Michel Benasayag

«Dans un système où la personne apparaît comme un individu séparé de son milieu et de son histoire, les moralistes appellent "choix volontaire" le moment où elle se croit mue par une force endogène qui lui permettrait de faire un choix libre. Cette force métaphysique et imaginaire tente seulement de donner une cohérence à l'ensemble des tropismes et surdéterminations qui constituent la singularité de chaque être humain.» En fait, «un organisme n'agit jamais par rapport à une totalité dont il aurait "conscience", mais dans une totalité à laquelle il participe.

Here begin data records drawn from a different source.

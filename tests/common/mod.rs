//! Common test utilities and helpers
//!
//! - `TestApp`: the full router over in-memory stores, a temporary upload
//!   directory, a recording mailer and a fake Google verifier
//! - Account helpers for users and admins
//! - Image parts for multipart requests
//! - Custom assertion macros

#![allow(dead_code)]

pub mod assertions;

use std::sync::{Arc, Mutex};

use async_trait::async_trait;
use axum::http::{HeaderName, HeaderValue};
use axum_test::multipart::Part;
use axum_test::TestServer;
use serde_json::{json, Value};
use staging_backend::backend::auth::google::{GoogleProfile, IdentityError, IdentityVerifier};
use staging_backend::backend::auth::mailer::{MailError, Mailer};
use staging_backend::backend::routes::create_router;
use staging_backend::backend::server::state::AppState;
use staging_backend::shared::AppConfig;
use tempfile::TempDir;

pub const JWT_SECRET: &str = "test-access-secret";
pub const JWT_REFRESH_SECRET: &str = "test-refresh-secret";
pub const PASSWORD: &str = "Passw0rd!";
pub const GOOGLE_TOKEN: &str = "valid-google-token";
pub const FRONTEND_URL: &str = "https://admin.example.test";

#[derive(Debug, Clone)]
pub struct SentMail {
    pub to: String,
    pub subject: String,
    pub html: String,
}

/// Mailer that keeps every message in memory
#[derive(Default)]
pub struct RecordingMailer {
    sent: Mutex<Vec<SentMail>>,
}

impl RecordingMailer {
    pub fn sent(&self) -> Vec<SentMail> {
        self.sent.lock().unwrap().clone()
    }
}

#[async_trait]
impl Mailer for RecordingMailer {
    async fn send(&self, to: &str, subject: &str, html: String) -> Result<(), MailError> {
        self.sent.lock().unwrap().push(SentMail {
            to: to.to_string(),
            subject: subject.to_string(),
            html,
        });
        Ok(())
    }
}

/// Accepts only [`GOOGLE_TOKEN`]
pub struct FakeGoogle {
    pub profile: GoogleProfile,
}

#[async_trait]
impl IdentityVerifier for FakeGoogle {
    async fn verify(&self, id_token: &str) -> Result<GoogleProfile, IdentityError> {
        if id_token == GOOGLE_TOKEN {
            Ok(self.profile.clone())
        } else {
            Err(IdentityError::Rejected)
        }
    }
}

pub fn google_profile() -> GoogleProfile {
    GoogleProfile {
        uid: "google-uid-123".to_string(),
        email: "gina@example.com".to_string(),
        name: Some("Gina Google".to_string()),
        picture: Some("https://example.test/gina.png".to_string()),
        email_verified: true,
    }
}

pub struct TestApp {
    pub server: TestServer,
    pub state: AppState,
    pub mailer: Arc<RecordingMailer>,
    pub uploads: TempDir,
}

pub fn test_config(upload_dir: &std::path::Path) -> AppConfig {
    AppConfig::builder()
        .jwt_secret(JWT_SECRET)
        .jwt_refresh_secret(JWT_REFRESH_SECRET)
        .bcrypt_cost(4)
        .upload_dir(upload_dir)
        .max_upload_bytes(64 * 1024)
        .frontend_url(FRONTEND_URL)
        .build()
        .expect("valid test config")
}

pub fn spawn_app() -> TestApp {
    let uploads = TempDir::new().expect("temp upload dir");
    let mailer = Arc::new(RecordingMailer::default());
    let state = AppState::in_memory(test_config(uploads.path()))
        .with_mailer(mailer.clone())
        .with_identity(Arc::new(FakeGoogle {
            profile: google_profile(),
        }));
    let server = TestServer::new(create_router(state.clone())).expect("test server");

    TestApp {
        server,
        state,
        mailer,
        uploads,
    }
}

pub fn authorization() -> HeaderName {
    HeaderName::from_static("authorization")
}

pub fn bearer(token: &str) -> HeaderValue {
    HeaderValue::from_str(&format!("Bearer {}", token)).expect("valid header value")
}

/// A small PNG-typed upload
pub fn image_part(file_name: &str) -> Part {
    Part::bytes(b"\x89PNG\r\n\x1a\nfake image bytes".to_vec())
        .file_name(file_name.to_string())
        .mime_type("image/png")
}

/// Signed-in user
pub struct Session {
    pub user_id: String,
    pub access_token: String,
    pub refresh_token: String,
}

impl TestApp {
    pub async fn register(&self, email: &str) -> Session {
        let response = self
            .server
            .post("/api/users/register")
            .json(&json!({
                "fullName": "Test User",
                "email": email,
                "password": PASSWORD,
            }))
            .await;
        let body: Value = response.json();
        assert_eq!(response.status_code(), 201, "register failed: {}", body);

        Session {
            user_id: body["data"]["user"]["_id"].as_str().unwrap().to_string(),
            access_token: body["data"]["accessToken"].as_str().unwrap().to_string(),
            refresh_token: body["data"]["refreshToken"].as_str().unwrap().to_string(),
        }
    }

    /// Create an admin through the public endpoint and return its token
    pub async fn create_admin(&self, email: &str) -> String {
        let response = self
            .server
            .post("/api/admin/create")
            .json(&json!({
                "firstName": "Ada",
                "lastName": "Admin",
                "email": email,
                "password": PASSWORD,
            }))
            .await;
        let body: Value = response.json();
        assert_eq!(response.status_code(), 201, "admin create failed: {}", body);
        body["data"]["accessToken"].as_str().unwrap().to_string()
    }
}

La psychanalyse regorge ainsi de ces histoires où les patients essayent de construire, de façon narcissique, une cohérence, en appelant "décision" ce qui tout simplement est là, surdéterminé depuis longtemps.» Ici, le concept de résultante expliquerait «des phénomènes obéissant à une causalité descendante, sans qu'il soit nécessaire de recourir à un projet téléologique: la résultante modifie les éléments dont elle résulte.» En revanche, «la trop grande proximité nous empêche, en se concentrant sur les détails, de voir les articulations de l'ensemble (c'est d'ailleurs ce manque d'ajustement qui invite les individus à se promener dans leurs vies en persévérant dans leur ridicule sensation d'être si singuliers et si uniques).»